Garcia, meanwhile, had a different story, which he outlined in a confession 3 to the police. In his version, he stayed in the car while Lambert and Cheatham got out and approached the victim. Garcia saw a “tussle” and witnessed the “lady ․ backing up holding her purse.” He continued, “She yanked back, she resisted and I heard a gunshot.” When the two companions got back in the car, Lambert said that he had “banged the bitch” because she “wouldn't give up her pocketbook.” This was a preview of Garcia's defense at trial, which was that he was merely a bystander to the crime.

Whereas Cheatham's account cut off shortly after the shooting, when he got to his friend's house, Garcia's version described additional events. After dropping off Cheatham, Lambert went with Garcia to the latter's house. Lambert pulled out the gun and told Garcia that “you better not ever cross me or snitch on me because you know what the deal is.” Garcia understood this to mean that Lambert would kill him.

After seeing the gun, Garcia's mother asked them to leave. They drove away, and in the early hours of February 24 the two of them, along with another passenger (not Cheatham), were pulled over.
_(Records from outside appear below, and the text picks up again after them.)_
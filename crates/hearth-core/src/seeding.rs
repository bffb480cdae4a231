//! # Bootstrap Seeding
//!
//! Guarantees a non-empty events collection on first use by inserting one
//! canonical sample event.

use crate::primitives::DATE_FORMAT;
use crate::store::{RecordStore, append_event};
use crate::{Event, HearthError};
use serde::{Deserialize, Serialize};

/// What the canonical seed event looks like, and whether to insert it.
#[derive(Debug, Clone, PartialEq, Eq, Serialize, Deserialize)]
#[serde(default, deny_unknown_fields)]
pub struct SeedPolicy {
    pub enabled: bool,
    pub title: String,
    /// Empty means the seed event has no stream link.
    pub stream_link: String,
}

impl RecordStore {
    /// Insert the canonical event if the events collection is empty.
    ///
    /// Returns the inserted event, or `None` when events already exist or
    /// seeding is disabled. The check and the insert happen under one lock,
    /// so concurrent callers seed at most once.
    pub fn seed_if_empty(&self) -> Result<Option<Event>, HearthError> {
        let policy = &self.config().seed;
        if !policy.enabled {
            return Ok(None);
        }

        let today = self.today().format(DATE_FORMAT).to_string();
        let seeded = self.mutate(|dataset| {
            if !dataset.events.is_empty() {
                return Ok(None);
            }
            append_event(dataset, &policy.title, &today, &policy.stream_link).map(Some)
        })?;

        if let Some(event) = &seeded {
            tracing::info!(id = %event.id, title = %event.title, "seeded empty dataset");
        }
        Ok(seeded)
    }
}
Garcia was driving and attempted to flee, but the car crashed. According to Garcia, Lambert threw him the gun and tried to escape on foot. Garcia, now holding the weapon, attempted to do the same. Shortly afterward, officers apprehended both of them.

B. The trial

The Commonwealth charged Lambert and Garcia with murder (first degree for the former and second degree for the latter), conspiracy, robbery, and possession of an instrument of crime. It sought a joint trial in state court for the two defendants, and Lambert responded with a motion to sever (i.e., to have a separate trial for each defendant). At the time, it was clear that the Commonwealth intended to use Garcia's confession and that the latter was planning to invoke his Fifth Amendment rights by not testifying at trial. Lambert's counsel argued that the combined effect—the introduction of the confession without any ability to cross-examine Garcia—violated the Sixth Amendment's Confrontation Clause.
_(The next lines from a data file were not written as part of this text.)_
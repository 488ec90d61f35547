use serde::{Deserialize, Serialize};

use crate::redaction::RedactionEntry;
use crate::types::identifiers::TextVersion;

/// Point-in-time view of a [`crate::Resume`]: the text, its version and the
/// hides that can still be undone.
#[derive(Debug, Clone, PartialEq, Serialize, Deserialize)]
pub struct ResumeSnapshot {
    pub version: TextVersion,
    pub text: String,
    pub hidden: Vec<RedactionEntry>,
}

impl ResumeSnapshot {
    pub fn to_json(&self) -> Result<String, serde_json::Error> {
        serde_json::to_string_pretty(self)
    }

    pub fn from_json(json: &str) -> Result<Self, serde_json::Error> {
        serde_json::from_str(json)
    }
}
The trial judge agreed that the Commonwealth could not, under those circumstances, introduce a full version of Garcia's confession without violating the Confrontation Clause. As discussed in Part III below, that would have been a classic violation of the Supreme Court's Bruton decision. However, relying on other Supreme Court decisions interpreting Bruton, the judge determined that the confession could be redacted in a way that satisfied the Sixth Amendment, thereby negating the need for separate trials. Under Bruton, it is proper for the jury to consider the confession against Garcia; it only becomes problematic to use it against Lambert. If the confession were redacted so that the jury did not know it implicated Lambert, the judge reasoned, the risk of improper use could be contained. On that basis, the judge denied the motion to sever.

With severance off the table, the parties discussed how to implement the redactions. They ultimately settled on using terms such as “the other guy,” “one of the guys,” or “the guy with the gun” to replace Lambert's name in the confession.4 At trial, a detective read to the jury the redacted confession, which took the form of questions posed to Garcia and his answers. Before the reading, the judge instructed the jurors that the confession “may be considered as evidence only against [Garcia]” and that they “must not consider the statement as evidence against defendant Antonio Lambert.” The following is, for our purposes, the key portion of what the jury heard. The italicized phrases are replacements for Lambert's name.

Q: What happened next?

A: They got in the car and I said what the fuck happened. One of the guys said I banged the bitch․ She wouldn't give up her pocketbook or nothing, so I banged her․ I told the first guy what the fuck, you didn't tell me you had a burner.

Q: What is a burner?

A: A gun.

Q: What kind of gun did the first guy have?

A: A .38. He showed it to me in my house after he shot the lady. After he shot the lady we went to my house and we went inside. He pulled it out in the kitchen. I told him to put it away because my peoples was [sic] there. My mom told me to get the guy out of her house. We left my house and drove down North Philly.

The disparities between the statements of Cheatham and Garcia proved to be a delicate needle for the Commonwealth to thread. It encouraged the jury to believe Cheatham's statement in its entirety and to credit all of Garcia's story except for the part where he remained in the car during the shooting while the other two got out. During closing arguments, when the prosecutor was attempting to discredit Garcia's insistence that he did not get out of the car with Lambert, she made the following statement:

If Garcia had not been part of what happened, how easy would it have been for him to drop Lambert off, go home, tell his mother what happened, pick up the phone and call the police and say I was just with a guy who shot and killed somebody? He doesn't do that. What does he do [sic] is this, he takes Lambert to his house. They're at his house and he says the guy I'm with brings the gun into my house and I tell him put it away because my people are there.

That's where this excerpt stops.